The proposed extension of the Elizabethan line reaches Kent

 | Pro IQRA News

Pro IQRA News Updates.

The proposed extension of the Elizabeth Line could bring the network into parts of Kent.

If the new loop is made you may see the line up to Ebbsfleet, Dartford and Gravesend. Thurrock Council in Essex is proposing an upgrade to its transport infrastructure and would like to add a 30-mile loop to the Elizabeth Line.

She laid out her plans to extend the railways through her region, with influence as far as Kent. One of the changes to be unveiled will be made to the Elizabeth Line, which is currently 73 miles long.

It runs from Essex in the east, to Berkshire in the west, and runs by tube through central London.
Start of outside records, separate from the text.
pub mod config;
pub mod converter;
mod error;
pub mod models;
pub mod routes;
pub mod storage;
pub mod tg_bot;

use std::sync::Arc;

pub use error::{AppError, Result};

use config::Config;
use models::AppState;
use storage::Storage;
use tg_bot::{ChatClient, Dispatcher, TGBot};

/// Собирает общее состояние обработчиков поверх одного хранилища
pub fn app_state(
    storage: Arc<Storage>,
    chat: Arc<dyn ChatClient>,
    config: &Config,
    bot_name: &str,
) -> AppState {
    let dispatcher = Dispatcher::new(
        storage.clone(),
        storage.clone(),
        storage.clone(),
        storage.clone(),
        chat.clone(),
        config.pending_ttl,
    )
    .with_bot_name(bot_name);
    AppState {
        rate_storage: storage.clone(),
        transaction_storage: storage.clone(),
        user_storage: storage,
        dispatcher: Arc::new(dispatcher),
        chat,
        webhook_url: config.webhook_url.clone(),
    }
}

pub struct LocalService {
    config: Config,
}

impl LocalService {
    pub fn new(config: Config) -> Self {
        Self { config }
    }
    pub async fn run(&self) -> anyhow::Result<()> {
        tracing::info!("Инициализирую базу данных");
        let storage = Storage::connect(&self.config.database_url).await?;
        tracing::info!("База данных готова к использованию");
        let bot = TGBot::new(&self.config.bot_token)?;
        let bot_name = bot.username().await?;
        let chat: Arc<dyn ChatClient> = Arc::new(bot);
        let state = app_state(storage, chat, &self.config, &bot_name);
        let router = routes::init(state);
        let listener = tokio::net::TcpListener::bind(self.config.bind_addr).await?;
        tracing::info!("Слушаю {}", self.config.bind_addr);
        axum::serve(listener, router)
            .with_graceful_shutdown(shutdown_signal())
            .await?;
        Ok(())
    }
}

async fn shutdown_signal() {
    if let Err(e) = tokio::signal::ctrl_c().await {
        tracing::error!("{e:?}");
    }
    tracing::info!("Получен сигнал остановки");
}
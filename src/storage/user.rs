use crate::{
    models::{User, UserProfile},
    Result,
};

use super::{Storage, UserStorage};

#[async_trait::async_trait]
impl UserStorage for Storage {
    async fn upsert(&self, profile: &UserProfile) -> Result<User> {
        let query = "INSERT INTO users(id, username, first_name, last_name) VALUES ($1, $2, $3, $4) \
                     ON CONFLICT (id) DO UPDATE SET username = EXCLUDED.username, \
                     first_name = EXCLUDED.first_name, last_name = EXCLUDED.last_name \
                     RETURNING *";
        let user = sqlx::query_as::<_, User>(query)
            .bind(profile.id)
            .bind(&profile.username)
            .bind(&profile.first_name)
            .bind(&profile.last_name)
            .fetch_one(&self.pool)
            .await?;
        Ok(user)
    }
    async fn get_all(&self) -> Result<Vec<User>> {
        let query = "SELECT * FROM users ORDER BY join_date DESC";
        let users = sqlx::query_as::<_, User>(query)
            .fetch_all(&self.pool)
            .await?;
        Ok(users)
    }
}
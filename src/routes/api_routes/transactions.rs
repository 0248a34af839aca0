use crate::models::{AppState, ChatType, TransactionFilter};
use axum::extract::{Query, State};
use axum::response::IntoResponse;
use axum::Json;
use http::StatusCode;
use serde::Deserialize;
use serde_json::json;

#[derive(Deserialize)]
#[serde(rename_all = "camelCase")]
pub(super) struct TransactionQuery {
    user_id: Option<String>,
    chat_type: Option<String>,
}

fn bad_request(message: &str) -> axum::response::Response {
    (StatusCode::BAD_REQUEST, Json(json!({ "error": message }))).into_response()
}

pub(super) async fn transactions(
    State(state): State<AppState>,
    Query(query): Query<TransactionQuery>,
) -> impl IntoResponse {
    let user_id = match query.user_id.as_deref().map(str::trim) {
        None | Some("") => None,
        Some(raw) => match raw.parse::<i64>() {
            Ok(id) => Some(id),
            Err(_) => return bad_request("userId must be an integer"),
        },
    };
    // "all" приходит из фильтра дашборда
    let chat_type = match query.chat_type.as_deref().map(str::trim) {
        None | Some("") | Some("all") => None,
        Some(raw) => match raw.parse::<ChatType>() {
            Ok(t) => Some(t),
            Err(_) => return bad_request("chatType must be private, group or supergroup"),
        },
    };
    let filter = TransactionFilter { user_id, chat_type };
    match state.transaction_storage.list(filter).await {
        Ok(transactions) => (
            StatusCode::OK,
            Json(json!({ "transactions": transactions })),
        )
            .into_response(),
        Err(err) => {
            tracing::error!("Ошибка чтения транзакций: {err}");
            (
                StatusCode::INTERNAL_SERVER_ERROR,
                Json(json!({ "error": "Failed to fetch transactions" })),
            )
                .into_response()
        }
    }
}
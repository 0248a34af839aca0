mod keyboard;
pub mod parser;
mod schema;
mod update;

pub use keyboard::{Button, Keyboard};
pub use schema::{Command, Dispatcher};
pub use update::{Inbound, IncomingCallback, IncomingMessage};

use std::time::Duration;

use teloxide::payloads::SendMessageSetters;
use teloxide::prelude::*;
use teloxide::types::{InlineKeyboardMarkup, MessageId, ReplyParameters};
use tracing::instrument;

use crate::{AppError, Result};

const REQUEST_TIMEOUT: Duration = Duration::from_secs(10);

/// Исходящее сообщение в чат
#[derive(Debug, Clone, PartialEq)]
pub struct Reply {
    pub chat_id: i64,
    pub text: String,
    pub keyboard: Option<Keyboard>,
    pub reply_to: Option<i32>,
}

impl Reply {
    pub fn new(chat_id: i64, text: impl Into<String>) -> Self {
        Self {
            chat_id,
            text: text.into(),
            keyboard: None,
            reply_to: None,
        }
    }
    pub fn keyboard(mut self, keyboard: Keyboard) -> Self {
        self.keyboard = Some(keyboard);
        self
    }
    pub fn reply_to(mut self, message_id: i32) -> Self {
        self.reply_to = Some(message_id);
        self
    }
}

/// Исходящая сторона мессенджера
#[async_trait::async_trait]
pub trait ChatClient: Send + Sync {
    async fn send(&self, reply: Reply) -> Result<()>;
    async fn set_webhook(&self, url: &str) -> Result<()>;
}

pub struct TGBot {
    bot: Bot,
}

impl TGBot {
    #[instrument(name = "initializing bot", skip(token))]
    pub fn new(token: &str) -> Result<Self> {
        let client = teloxide::net::default_reqwest_settings()
            .timeout(REQUEST_TIMEOUT)
            .gzip(true)
            .build()
            .map_err(|e| AppError::Config(format!("http client: {e}")))?;
        let bot = Bot::with_client(token, client);
        Ok(Self { bot })
    }

    /// Имя бота из getMe, без `@`
    pub async fn username(&self) -> Result<String> {
        let me = self.bot.get_me().await?;
        let username = me.user.username.clone().unwrap_or_default();
        tracing::info!("Бот зарегистрирован как @{username}");
        Ok(username)
    }
}

#[async_trait::async_trait]
impl ChatClient for TGBot {
    async fn send(&self, reply: Reply) -> Result<()> {
        let mut request = self.bot.send_message(ChatId(reply.chat_id), reply.text);
        if let Some(kb) = reply.keyboard {
            request = request.reply_markup(InlineKeyboardMarkup::from(kb));
        }
        if let Some(id) = reply.reply_to {
            request = request.reply_parameters(ReplyParameters::new(MessageId(id)));
        }
        request.await?;
        Ok(())
    }
    async fn set_webhook(&self, url: &str) -> Result<()> {
        let url = reqwest::Url::parse(url)
            .map_err(|e| AppError::Config(format!("invalid webhook url '{url}': {e}")))?;
        self.bot.set_webhook(url).await?;
        tracing::info!("Webhook зарегистрирован");
        Ok(())
    }
}
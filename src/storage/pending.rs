use crate::{models::PendingConversion, Result};

use super::{PendingStorage, Storage};

#[async_trait::async_trait]
impl PendingStorage for Storage {
    async fn set(&self, pending: PendingConversion) -> Result<()> {
        let query = "INSERT INTO pending_conversions(user_id, from_currency, to_currency, created_at) \
                     VALUES ($1, $2, $3, $4) \
                     ON CONFLICT (user_id) DO UPDATE SET from_currency = EXCLUDED.from_currency, \
                     to_currency = EXCLUDED.to_currency, created_at = EXCLUDED.created_at";
        sqlx::query(query)
            .bind(pending.user_id)
            .bind(&pending.from_currency)
            .bind(&pending.to_currency)
            .bind(pending.created_at)
            .execute(&self.pool)
            .await?;
        Ok(())
    }
    async fn get(&self, user_id: i64) -> Result<Option<PendingConversion>> {
        let query = "SELECT * FROM pending_conversions WHERE user_id = $1";
        let pending = sqlx::query_as::<_, PendingConversion>(query)
            .bind(user_id)
            .fetch_optional(&self.pool)
            .await?;
        Ok(pending)
    }
    async fn clear(&self, user_id: i64) -> Result<()> {
        let query = "DELETE FROM pending_conversions WHERE user_id = $1";
        sqlx::query(query).bind(user_id).execute(&self.pool).await?;
        Ok(())
    }
}
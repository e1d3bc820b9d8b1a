use eframe::emath::{Pos2, Rect, Vec2};
use eframe::epaint::{FontFamily, FontId, Shape, Stroke, TextShape};
use egui::{Color32, Rounding};
use egui_graphs::{DisplayNode, DrawContext, NodeProps};
use petgraph::stable_graph::IndexType;
use petgraph::EdgeType;

pub(crate) trait CellRoleInfo {
    fn cell_role(&self) -> CellRole;
}

/// What a cell ended up as in the solved instance.
#[derive(Clone, Copy, Debug, PartialEq, Eq)]
pub(crate) enum CellRole {
    Source,
    Enclosed,
    Separator,
    Blocked,
    Free,
}

#[derive(Clone, Debug)]
pub(crate) struct NodeData {
    role: CellRole,
}

impl NodeData {
    pub(crate) fn new(role: CellRole) -> Self {
        Self { role }
    }
}

impl CellRoleInfo for NodeData {
    fn cell_role(&self) -> CellRole {
        self.role
    }
}

struct CellPalette;

impl CellPalette {
    const SOURCE: Color32 = Color32::from_rgb(0xF0, 0xE0, 0x70);
    const ENCLOSED: Color32 = Color32::from_rgb(0xBD, 0x97, 0x4A);
    const SEPARATOR: Color32 = Color32::from_rgb(0xBC, 0xBC, 0xBC);
    const BLOCKED: Color32 = Color32::from_rgb(0x06, 0x2F, 0x48);
    const FREE: Color32 = Color32::from_rgb(0x1B, 0x6B, 0x3A);

    fn color_of(role: CellRole) -> Color32 {
        match role {
            CellRole::Source => Self::SOURCE,
            CellRole::Enclosed => Self::ENCLOSED,
            CellRole::Separator => Self::SEPARATOR,
            CellRole::Blocked => Self::BLOCKED,
            CellRole::Free => Self::FREE,
        }
    }
}

/// Square cell marker with the role color, labelled when selected.
#[derive(Clone)]
pub(crate) struct CellNodeShape {
    pos: Pos2,
    label_text: String,
    selected: bool,
    dragged: bool,

    half_extent: f32,
    role: CellRole,
}

impl<N: Clone + CellRoleInfo> From<NodeProps<N>> for CellNodeShape {
    fn from(node_props: NodeProps<N>) -> Self {
        Self {
            pos: node_props.location,
            label_text: node_props.label.to_string(),
            selected: node_props.selected,
            dragged: node_props.dragged,
            half_extent: 5.0,
            role: node_props.payload.cell_role(),
        }
    }
}

impl<N: Clone + CellRoleInfo, E: Clone, Ty: EdgeType, Ix: IndexType> DisplayNode<N, E, Ty, Ix>
    for CellNodeShape
{
    fn closest_boundary_point(&self, dir: Vec2) -> Pos2 {
        closest_point_on_square(self.pos, self.half_extent, dir)
    }

    fn shapes(&mut self, ctx: &DrawContext) -> Vec<Shape> {
        let mut res = Vec::with_capacity(3);

        let is_interacted = self.selected || self.dragged;

        let center = ctx.meta.canvas_to_screen_pos(self.pos);
        let half_extent = ctx.meta.canvas_to_screen_size(self.half_extent);
        let rect = Rect::from_center_size(center, Vec2::splat(2. * half_extent));
        res.push(Shape::rect_filled(
            rect,
            Rounding::ZERO,
            CellPalette::color_of(self.role),
        ));

        if is_interacted {
            let outline = ctx.ctx.style().visuals.widgets.active.fg_stroke.color;
            res.push(Shape::rect_stroke(
                rect,
                Rounding::ZERO,
                Stroke::new(half_extent * 0.2, outline),
            ));

            let galley = ctx.ctx.fonts(|f| {
                f.layout_no_wrap(
                    self.label_text.clone(),
                    FontId::new(half_extent, FontFamily::Monospace),
                    Color32::BLACK,
                )
            });

            // display label in the middle of the square
            let label_pos = Pos2::new(
                center.x - galley.size().x / 2.,
                center.y - galley.size().y / 2.,
            );
            res.push(TextShape::new(label_pos, galley, Color32::BLACK).into());
        }

        res
    }

    fn update(&mut self, state: &NodeProps<N>) {
        self.pos = state.location;
        self.label_text = state.label.to_string();
        self.selected = state.selected;
        self.dragged = state.dragged;
        self.role = state.payload.cell_role();
    }

    fn is_inside(&self, pos: Pos2) -> bool {
        Rect::from_center_size(self.pos, Vec2::splat(2. * self.half_extent)).contains(pos)
    }
}

fn closest_point_on_square(center: Pos2, half_extent: f32, dir: Vec2) -> Pos2 {
    let direction = dir.normalized();
    let dominant = direction.x.abs().max(direction.y.abs()).max(f32::EPSILON);
    center + direction * (half_extent / dominant)
}
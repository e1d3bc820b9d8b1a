//! Interactive view of a solved grid instance. Cells are drawn as squares
//! colored by their role in the solution; the synthetic boundary vertex is
//! omitted.

pub(crate) mod node;

use eframe::{run_native, App, CreationContext};
use egui::{Context, Style, Visuals};
use egui_graphs::{DefaultEdgeShape, GraphView, SettingsInteraction, SettingsStyle};
use petgraph::prelude::StableUnGraph;
use petgraph::stable_graph::DefaultIx;
use petgraph::visit::EdgeRef;
use petgraph::Undirected;

use crate::cuts::VertexSet;
use crate::grid::GridInstance;
use crate::visualization::node::{CellNodeShape, CellRole, NodeData};

struct GraphApp {
    graph: egui_graphs::Graph<NodeData, (), Undirected, DefaultIx, CellNodeShape, DefaultEdgeShape>,
}

impl GraphApp {
    fn new(
        graph: egui_graphs::Graph<
            NodeData,
            (),
            Undirected,
            DefaultIx,
            CellNodeShape,
            DefaultEdgeShape,
        >,
        _: &CreationContext<'_>,
    ) -> Self {
        Self { graph }
    }
}

impl App for GraphApp {
    fn update(&mut self, ctx: &Context, _: &mut eframe::Frame) {
        let settings_style = &SettingsStyle::new().with_labels_always(false);
        let interaction_settings = &SettingsInteraction::new()
            .with_dragging_enabled(true)
            .with_node_clicking_enabled(true)
            .with_node_selection_enabled(true);

        egui::CentralPanel::default().show(ctx, |ui| {
            ui.add(
                &mut GraphView::<_, _, _, _, CellNodeShape, DefaultEdgeShape>::new(
                    &mut self.graph,
                )
                .with_styles(settings_style)
                .with_interactions(interaction_settings),
            );
        });
    }
}

fn generate_graph(
    instance: &GridInstance,
    separator: &VertexSet,
    component: &VertexSet,
) -> egui_graphs::Graph<NodeData, (), Undirected, DefaultIx, CellNodeShape, DefaultEdgeShape> {
    let cell_count = instance.rows() * instance.cols();
    let mut g: StableUnGraph<NodeData, ()> =
        StableUnGraph::with_capacity(cell_count, instance.graph().edge_count());

    for cell in 0..cell_count {
        let role = if cell == instance.source() {
            CellRole::Source
        } else if separator.contains(cell) {
            CellRole::Separator
        } else if component.contains(cell) {
            CellRole::Enclosed
        } else if instance.is_blocked(cell) {
            CellRole::Blocked
        } else {
            CellRole::Free
        };
        g.add_node(NodeData::new(role));
    }

    // cell indices carry over; only edges into the boundary vertex are dropped
    for edge in instance.graph().edge_references() {
        let a = edge.source().index();
        let b = edge.target().index();
        if a < cell_count && b < cell_count {
            g.add_edge(
                petgraph::graph::NodeIndex::new(a),
                petgraph::graph::NodeIndex::new(b),
                (),
            );
        }
    }

    egui_graphs::Graph::from(&g)
}

/// Open a window showing the grid graph with the separator highlighted.
pub fn draw_grid(
    instance: &GridInstance,
    separator: &VertexSet,
    component: &VertexSet,
) -> eframe::Result<()> {
    let graph = generate_graph(instance, separator, component);
    let native_options = eframe::NativeOptions::default();
    run_native(
        "enclose",
        native_options,
        Box::new(move |cc| {
            // dark mode fits the cell palette
            let style = Style {
                visuals: Visuals::dark(),
                ..Style::default()
            };
            cc.egui_ctx.set_style(style);
            Box::new(GraphApp::new(graph, cc))
        }),
    )
}
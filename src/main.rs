//! Binary that reads a grid with blocked cells and a source from standard
//! input (or a file), enumerates the important separators up to the given
//! budget and prints the one enclosing the largest region around the source.

use std::fs::File;
use std::io::{self, BufReader};
use std::path::PathBuf;

use anyhow::{Context, Result};
use clap::Parser;
use itertools::Itertools;
use tracing_subscriber::fmt::SubscriberBuilder;

use enclose::cuts::{important_separators, source_component};
use enclose::grid::GridInstance;
use enclose::visualization;

#[derive(Parser)]
#[command(name = "enclose")]
#[command(about = "Enclose a grid source cell with an important vertex separator")]
struct Cmd {
    /// Maximum separator size
    #[arg(short, long, default_value_t = 3)]
    k: usize,

    /// Read the grid from a file instead of standard input
    #[arg(long)]
    input: Option<PathBuf>,

    /// Open an interactive view of the result
    #[arg(long)]
    visualize: bool,
}

fn main() -> Result<()> {
    SubscriberBuilder::default().with_target(false).init();
    let cmd = Cmd::parse();

    let instance = match &cmd.input {
        Some(path) => {
            let file =
                File::open(path).with_context(|| format!("opening {}", path.display()))?;
            GridInstance::read(BufReader::new(file))?
        }
        None => GridInstance::read(io::stdin().lock())?,
    };
    println!("k = {}", cmd.k);

    let separators =
        important_separators(instance.graph(), instance.source(), instance.sink(), cmd.k)?;
    if separators.is_empty() {
        println!("No important separators of size <= {}", cmd.k);
        return Ok(());
    }

    let (best, component) = separators
        .iter()
        .map(|separator| {
            let component = source_component(instance.graph(), instance.source(), separator);
            (separator, component)
        })
        .max_by_key(|(_, component)| component.len())
        .expect("the family was checked to be non-empty");

    println!("important separators: {}", separators.len());
    println!("optimal size: {}", component.len());
    println!(
        "Best separator S = {{{}}}",
        best.iter().map(|cell| instance.cell_label(cell)).join(", ")
    );
    print!("{}", instance.render(best));

    if cmd.visualize {
        visualization::draw_grid(&instance, best, &component)
            .map_err(|e| anyhow::anyhow!(e.to_string()))?;
    }
    Ok(())
}
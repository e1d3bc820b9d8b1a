//! Grid instances: a rectangular field of free and blocked cells with a
//! single source cell. A separator of bounded size encloses the source when
//! it cuts every escape route to the grid boundary, which is modelled by one
//! extra vertex wired to all non-blocked boundary cells.

use std::collections::BTreeSet;
use std::io::BufRead;

use petgraph::graph::{NodeIndex, UnGraph};

use crate::cuts::VertexSet;
use crate::error::InstanceError;

pub struct GridInstance {
    rows: usize,
    cols: usize,
    blocked: Vec<bool>,
    source: usize,
    graph: UnGraph<(), ()>,
}

impl GridInstance {
    /// Parse a grid: a `rows cols` header line followed by `rows` lines over
    /// the alphabet `.` (free), `#` (blocked) and `s` (source). The last `s`
    /// wins when several are present.
    pub fn read<R: BufRead>(reader: R) -> Result<Self, InstanceError> {
        let mut lines = reader.lines();

        let header = lines.next().ok_or(InstanceError::MissingHeader)??;
        let mut parts = header.split_whitespace();
        let rows: usize = parts.next().ok_or(InstanceError::MissingHeader)?.parse()?;
        let cols: usize = parts.next().ok_or(InstanceError::MissingHeader)?.parse()?;

        let mut blocked = vec![false; rows * cols];
        let mut source = None;
        for row in 0..rows {
            let line = lines.next().ok_or(InstanceError::MissingRow(row))??;
            let cells: Vec<char> = line.trim_end().chars().collect();
            if cells.len() < cols {
                return Err(InstanceError::ShortRow(row));
            }
            for column in 0..cols {
                match cells[column] {
                    '#' => blocked[row * cols + column] = true,
                    's' => source = Some(row * cols + column),
                    '.' => {}
                    cell => return Err(InstanceError::UnexpectedCell { row, column, cell }),
                }
            }
        }
        let source = source.ok_or(InstanceError::MissingSource)?;

        Ok(Self::assemble(rows, cols, blocked, source))
    }

    /// Build the cell graph plus the boundary sink.
    fn assemble(rows: usize, cols: usize, blocked: Vec<bool>, source: usize) -> Self {
        let cell_count = rows * cols;
        let mut graph = UnGraph::<(), ()>::with_capacity(cell_count + 1, 2 * cell_count);
        for _ in 0..=cell_count {
            graph.add_node(());
        }

        // 4-neighborhood between non-blocked cells
        for row in 0..rows {
            for col in 0..cols {
                let u = row * cols + col;
                if blocked[u] {
                    continue;
                }
                if col + 1 < cols && !blocked[u + 1] {
                    graph.add_edge(NodeIndex::new(u), NodeIndex::new(u + 1), ());
                }
                if row + 1 < rows && !blocked[u + cols] {
                    graph.add_edge(NodeIndex::new(u), NodeIndex::new(u + cols), ());
                }
            }
        }

        // the sink reaches every non-blocked boundary cell, each exactly once
        let mut boundary = BTreeSet::new();
        for row in 0..rows {
            boundary.insert(row * cols);
            boundary.insert(row * cols + cols - 1);
        }
        for col in 0..cols {
            boundary.insert(col);
            boundary.insert((rows - 1) * cols + col);
        }
        for &cell in &boundary {
            if !blocked[cell] {
                graph.add_edge(NodeIndex::new(cell_count), NodeIndex::new(cell), ());
            }
        }

        Self {
            rows,
            cols,
            blocked,
            source,
            graph,
        }
    }

    pub fn rows(&self) -> usize {
        self.rows
    }

    pub fn cols(&self) -> usize {
        self.cols
    }

    pub fn graph(&self) -> &UnGraph<(), ()> {
        &self.graph
    }

    /// Index of the source cell.
    pub fn source(&self) -> usize {
        self.source
    }

    /// Index of the synthetic boundary vertex.
    pub fn sink(&self) -> usize {
        self.rows * self.cols
    }

    pub fn is_blocked(&self, cell: usize) -> bool {
        self.blocked[cell]
    }

    /// Format a cell index as `(x,y)` coordinates.
    pub fn cell_label(&self, cell: usize) -> String {
        format!("({},{})", cell % self.cols, cell / self.cols)
    }

    /// Render the grid with the separator marked: `#` blocked, `X` separator,
    /// `s` source (the source wins over `X`). Starts with the header line.
    pub fn render(&self, separator: &VertexSet) -> String {
        let cell_count = self.rows * self.cols;
        let mut field: Vec<Vec<char>> = (0..self.rows)
            .map(|row| {
                (0..self.cols)
                    .map(|col| {
                        if self.blocked[row * self.cols + col] {
                            '#'
                        } else {
                            '.'
                        }
                    })
                    .collect()
            })
            .collect();
        for cell in separator.iter() {
            if cell < cell_count && !self.blocked[cell] {
                field[cell / self.cols][cell % self.cols] = 'X';
            }
        }
        if !self.blocked[self.source] {
            field[self.source / self.cols][self.source % self.cols] = 's';
        }

        let mut out = format!("{} {}\n", self.rows, self.cols);
        for row in field {
            out.extend(row);
            out.push('\n');
        }
        out
    }
}

#[cfg(test)]
mod tests {
    use super::GridInstance;
    use crate::cuts::{important_separators, source_component, VertexSet};
    use crate::error::InstanceError;
    use std::io::Cursor;

    fn vset(items: &[usize]) -> VertexSet {
        items.iter().copied().collect()
    }

    #[test]
    fn parses_cells_and_source() {
        let instance = GridInstance::read(Cursor::new("2 3\n#.s\n..#\n")).unwrap();
        assert_eq!(instance.rows(), 2);
        assert_eq!(instance.cols(), 3);
        assert_eq!(instance.source(), 2);
        assert_eq!(instance.sink(), 6);
        assert!(instance.is_blocked(0));
        assert!(instance.is_blocked(5));
        assert!(!instance.is_blocked(1));
    }

    #[test]
    fn open_grid_wiring() {
        let instance = GridInstance::read(Cursor::new("3 3\n...\n.s.\n...\n")).unwrap();
        // 12 neighborhood edges plus 8 boundary cells wired to the sink
        assert_eq!(instance.graph().edge_count(), 20);
        assert_eq!(instance.graph().node_count(), 10);
    }

    #[test]
    fn blocked_cells_stay_isolated() {
        let instance = GridInstance::read(Cursor::new("2 2\ns#\n..\n")).unwrap();
        let graph = instance.graph();
        assert_eq!(
            graph
                .neighbors(petgraph::graph::NodeIndex::new(1))
                .count(),
            0
        );
    }

    #[test]
    fn rejects_malformed_input() {
        assert!(matches!(
            GridInstance::read(Cursor::new("")),
            Err(InstanceError::MissingHeader)
        ));
        assert!(matches!(
            GridInstance::read(Cursor::new("2\n..\n..\n")),
            Err(InstanceError::MissingHeader)
        ));
        assert!(matches!(
            GridInstance::read(Cursor::new("x 2\n..\n..\n")),
            Err(InstanceError::BadIntError(_))
        ));
        assert!(matches!(
            GridInstance::read(Cursor::new("2 2\n.s\n")),
            Err(InstanceError::MissingRow(1))
        ));
        assert!(matches!(
            GridInstance::read(Cursor::new("2 2\n.s\n.\n")),
            Err(InstanceError::ShortRow(1))
        ));
        assert!(matches!(
            GridInstance::read(Cursor::new("2 2\n.s\n.q\n")),
            Err(InstanceError::UnexpectedCell {
                row: 1,
                column: 1,
                cell: 'q'
            })
        ));
        assert!(matches!(
            GridInstance::read(Cursor::new("2 2\n..\n..\n")),
            Err(InstanceError::MissingSource)
        ));
    }

    #[test]
    fn center_source_is_enclosed_by_its_neighbors() {
        let instance = GridInstance::read(Cursor::new("3 3\n...\n.s.\n...\n")).unwrap();
        let separators =
            important_separators(instance.graph(), instance.source(), instance.sink(), 4)
                .unwrap();
        assert_eq!(separators, vec![vset(&[1, 3, 5, 7])]);

        let too_small =
            important_separators(instance.graph(), instance.source(), instance.sink(), 3)
                .unwrap();
        assert!(too_small.is_empty());
    }

    #[test]
    fn walled_source_needs_no_separator() {
        let input = "4 4\n####\n#s.#\n#..#\n####\n";
        let instance = GridInstance::read(Cursor::new(input)).unwrap();
        let separators =
            important_separators(instance.graph(), instance.source(), instance.sink(), 2)
                .unwrap();
        assert_eq!(separators, vec![VertexSet::new()]);
    }

    #[test]
    fn render_marks_separator_and_source() {
        let instance = GridInstance::read(Cursor::new("3 3\n...\n.s.\n...\n")).unwrap();
        let rendered = instance.render(&vset(&[1, 3, 5, 7]));
        assert_eq!(rendered, "3 3\n.X.\nXsX\n.X.\n");
    }

    #[test]
    fn render_keeps_blocked_cells() {
        let instance = GridInstance::read(Cursor::new("2 2\ns#\n..\n")).unwrap();
        assert_eq!(instance.render(&VertexSet::new()), "2 2\ns#\n..\n");
    }

    #[test]
    fn best_separator_maximizes_the_enclosed_region() {
        // a corridor: cutting right before the exit encloses the most cells
        let input = "3 5\n#####\n#s...\n#####\n";
        let instance = GridInstance::read(Cursor::new(input)).unwrap();
        let separators =
            important_separators(instance.graph(), instance.source(), instance.sink(), 1)
                .unwrap();
        assert_eq!(separators, vec![vset(&[9])]);
        let component = source_component(instance.graph(), instance.source(), &separators[0]);
        assert_eq!(component, vset(&[6, 7, 8]));
    }

    #[test]
    fn cell_labels_are_x_y() {
        let instance = GridInstance::read(Cursor::new("2 3\ns..\n...\n")).unwrap();
        assert_eq!(instance.cell_label(4), "(1,1)");
        assert_eq!(instance.cell_label(2), "(2,0)");
    }
}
The Elizabeth Line appears on the famous London Underground map, but it is not classified as a Tube by Transport for London because it uses the national rail network.

Under the proposal, the Elizabeth Line would go from Romford under the River Thames in a new tunnel to Gravesend, connecting with Eurostar at Ebbsfleet International/Northfleet. Thameslink services will follow via Bluewater and Dartford in Kent before heading to Belvedere in South East London to the current Elizabeth line station at Abbey Wood.

It will require the support of the City Hall, TfL and Westminster Government to get off the ground

This giant loop will be a stretch of about 27 to 30 miles, depending on the location of the new tunnel under the Thames. Under the proposals, there will also be a stop at a new station in the Thurrock area. The new Thames rail crossing will also facilitate high speed services to London via the Southeastern High Speed ​​route according to the documents.

This means Javelin trains of up to 140mph run from St Pancras International and Stratford International to Southend/Shoeburnes, using the existing route to Gravesend, crossing the River Thames to East Tilbury and following the c2c rail services.

As with any infrastructure project in the UK, it will run into a number of issues before any work can begin. This means that even if the new line gets approval, it still has several years to go. But it would give commuters in Kent an alternative route into and out of London.